With China set to become the global renewables leader, the US also risks falling behind in a world that’s embracing climate solutions and green technology. Losing its competitive edge could have significant economic costs for the US while potentially creating opportunities for other regions.
Why responsible investment still matters
While some financial institutions and asset managers may follow the prevailing political headwind in the US and pull back from net zero initiatives, ultimately the pursuit of net zero should be non-negotiable, as without that, warming will continue. When we will achieve net zero will determine the temperature that warming would stabilise at. That’s why striving to continue to support the goals of the Paris Agreement and working towards the ultimate goal of net zero is critical. And it’s why we are reiterating our commitment to the Paris Agreement.
Climate change presents both a material risk for investors and potential opportunity. Risk comes in the form of damages to business profitability, for example, through exposure to increasing costs of raw materials, carbon prices and regulation, disruption to supply or trade routes, or the direct consequences of flood, fire, or extreme weather events. Risks to infrastructure, economic stability and global growth could also impact investment values.

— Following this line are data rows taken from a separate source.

//! Fleet reliability statistics derived from state intervals.

use crate::interval::StateInterval;
use serde::{Deserialize, Serialize};
use std::collections::{BTreeMap, BTreeSet};
use std::time::Duration;
use tracing::{debug, warn};

/// Square matrix of pairwise correlations indexed by state name.
///
/// Entries are `None` where the correlation is undefined (a state whose
/// total duration is the same for every charger). The diagonal is always
/// `Some(1.0)`.
#[derive(Clone, Debug, PartialEq, Serialize, Deserialize)]
pub struct CorrelationMatrix {
    pub labels: Vec<String>,
    pub values: Vec<Vec<Option<f64>>>,
}

impl CorrelationMatrix {
    pub fn get(&self, row: &str, column: &str) -> Option<f64> {
        let i = self.labels.iter().position(|label| label == row)?;
        let j = self.labels.iter().position(|label| label == column)?;
        self.values[i][j]
    }

    pub fn len(&self) -> usize {
        self.labels.len()
    }

    pub fn is_empty(&self) -> bool {
        self.labels.is_empty()
    }
}

/// Time-in-state statistics for a fleet.
///
/// Rows are chargers with at least one interval, columns are every state
/// seen in any interval. Missing combinations are zero, not absent.
#[derive(Clone, Debug, PartialEq, Serialize, Deserialize)]
pub struct StateStatistics {
    pub states: Vec<String>,
    /// Total time per charger per state
    pub total_duration: BTreeMap<String, BTreeMap<String, Duration>>,
    /// Sum across states per charger
    pub total: BTreeMap<String, Duration>,
    /// Fraction of observed time per charger per state
    pub normalized: BTreeMap<String, BTreeMap<String, f64>>,
    /// Spearman correlation between states across chargers
    pub correlation: CorrelationMatrix,
}

impl StateStatistics {
    pub fn chargers(&self) -> impl Iterator<Item = &str> {
        self.total_duration.keys().map(String::as_str)
    }

    pub fn duration(&self, charger_id: &str, state: &str) -> Option<Duration> {
        self.total_duration.get(charger_id)?.get(state).copied()
    }

    pub fn fraction(&self, charger_id: &str, state: &str) -> Option<f64> {
        self.normalized.get(charger_id)?.get(state).copied()
    }
}

/// Aggregate intervals into per-charger totals, fractions and a state
/// correlation matrix.
///
/// Each state is treated as a vector of per-charger total durations; the
/// matrix shows which states' prevalence moves together across the fleet.
pub fn charger_stats(intervals: &[StateInterval]) -> StateStatistics {
    let states: Vec<String> = intervals
        .iter()
        .map(|interval| interval.state.clone())
        .collect::<BTreeSet<_>>()
        .into_iter()
        .collect();

    let mut total_duration: BTreeMap<String, BTreeMap<String, Duration>> = BTreeMap::new();
    for interval in intervals {
        let row = total_duration
            .entry(interval.charger_id.clone())
            .or_insert_with(|| states.iter().map(|s| (s.clone(), Duration::ZERO)).collect());
        if let Some(cell) = row.get_mut(&interval.state) {
            *cell += interval.duration;
        }
    }

    let total: BTreeMap<String, Duration> = total_duration
        .iter()
        .map(|(charger_id, row)| (charger_id.clone(), row.values().sum()))
        .collect();

    let normalized = total_duration
        .iter()
        .map(|(charger_id, row)| {
            let sum = total.get(charger_id).copied().unwrap_or_default().as_secs_f64();
            if sum == 0.0 {
                warn!(charger_id = %charger_id, "charger has no observed time, fractions set to zero");
            }
            let fractions = row
                .iter()
                .map(|(state, duration)| {
                    let fraction = if sum > 0.0 {
                        duration.as_secs_f64() / sum
                    } else {
                        0.0
                    };
                    (state.clone(), fraction)
                })
                .collect();
            (charger_id.clone(), fractions)
        })
        .collect();

    let columns: Vec<Vec<f64>> = states
        .iter()
        .map(|state| {
            total_duration
                .values()
                .map(|row| row.get(state).copied().unwrap_or_default().as_secs_f64())
                .collect()
        })
        .collect();
    let correlation = correlation_matrix(&states, &columns);

    StateStatistics {
        states,
        total_duration,
        total,
        normalized,
        correlation,
    }
}

fn correlation_matrix(labels: &[String], columns: &[Vec<f64>]) -> CorrelationMatrix {
    let n = labels.len();
    let mut values = vec![vec![None; n]; n];
    for i in 0..n {
        values[i][i] = Some(1.0);
        for j in (i + 1)..n {
            let rho = spearman(&columns[i], &columns[j]);
            if rho.is_none() {
                debug!(a = %labels[i], b = %labels[j], "correlation undefined");
            }
            values[i][j] = rho;
            values[j][i] = rho;
        }
    }
    CorrelationMatrix {
        labels: labels.to_vec(),
        values,
    }
}

/// Spearman rank correlation of two equally long samples.
///
/// Ties get the average of the ranks they span. Returns `None` when either
/// sample has no variance or the lengths differ.
///
/// # Example
///
/// ```rust
/// use chargestate::stats::spearman;
///
/// // Monotonic but not linear.
/// let rho = spearman(&[1.0, 2.0, 3.0, 4.0], &[1.0, 4.0, 9.0, 100.0]).unwrap();
/// assert!((rho - 1.0).abs() < 1e-12);
/// assert_eq!(spearman(&[1.0, 1.0], &[2.0, 3.0]), None);
/// ```
pub fn spearman(x: &[f64], y: &[f64]) -> Option<f64> {
    if x.len() != y.len() {
        return None;
    }
    pearson(&average_ranks(x), &average_ranks(y))
}

fn average_ranks(values: &[f64]) -> Vec<f64> {
    let mut order: Vec<usize> = (0..values.len()).collect();
    order.sort_by(|&a, &b| values[a].total_cmp(&values[b]));

    let mut ranks = vec![0.0; values.len()];
    let mut start = 0;
    while start < order.len() {
        let mut end = start + 1;
        while end < order.len() && values[order[end]] == values[order[start]] {
            end += 1;
        }
        // Ranks are 1-based; positions start..end share their mean.
        let rank = (start + end + 1) as f64 / 2.0;
        for &position in &order[start..end] {
            ranks[position] = rank;
        }
        start = end;
    }
    ranks
}

fn pearson(x: &[f64], y: &[f64]) -> Option<f64> {
    let n = x.len() as f64;
    let mean_x = x.iter().sum::<f64>() / n;
    let mean_y = y.iter().sum::<f64>() / n;

    let mut covariance = 0.0;
    let mut variance_x = 0.0;
    let mut variance_y = 0.0;
    for (a, b) in x.iter().zip(y) {
        let dx = a - mean_x;
        let dy = b - mean_y;
        covariance += dx * dy;
        variance_x += dx * dx;
        variance_y += dy * dy;
    }

    if variance_x == 0.0 || variance_y == 0.0 {
        return None;
    }
    Some((covariance / (variance_x.sqrt() * variance_y.sqrt())).clamp(-1.0, 1.0))
}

There are opportunities too, for example in net zero technologies, and in the infrastructure and raw materials needed to transition successfully. Businesses may also find efficiencies in waste reduction and energy saving, and benefit from meeting the needs of people who are increasingly concerned about sustainability.
Investing pension savings responsibly is about creating more resilient portfolios that aim to manage the risks and help leverage the opportunities that environmental, social and governance (ESG) factors can present.
References
1. ‘Special Address by President von der Leyen at the World Economic Forum,’ 21 January 2025.
2. ‘State of the Climate 2024 Update’, World Meteorological Organization, 11 November 2024.
3. ‘UN regrets US exit from global cooperation on health, climate change agreement’, United Nations, 21 January 2025.
4. ‘Renewables 2024’, International Energy Agency, October 2024.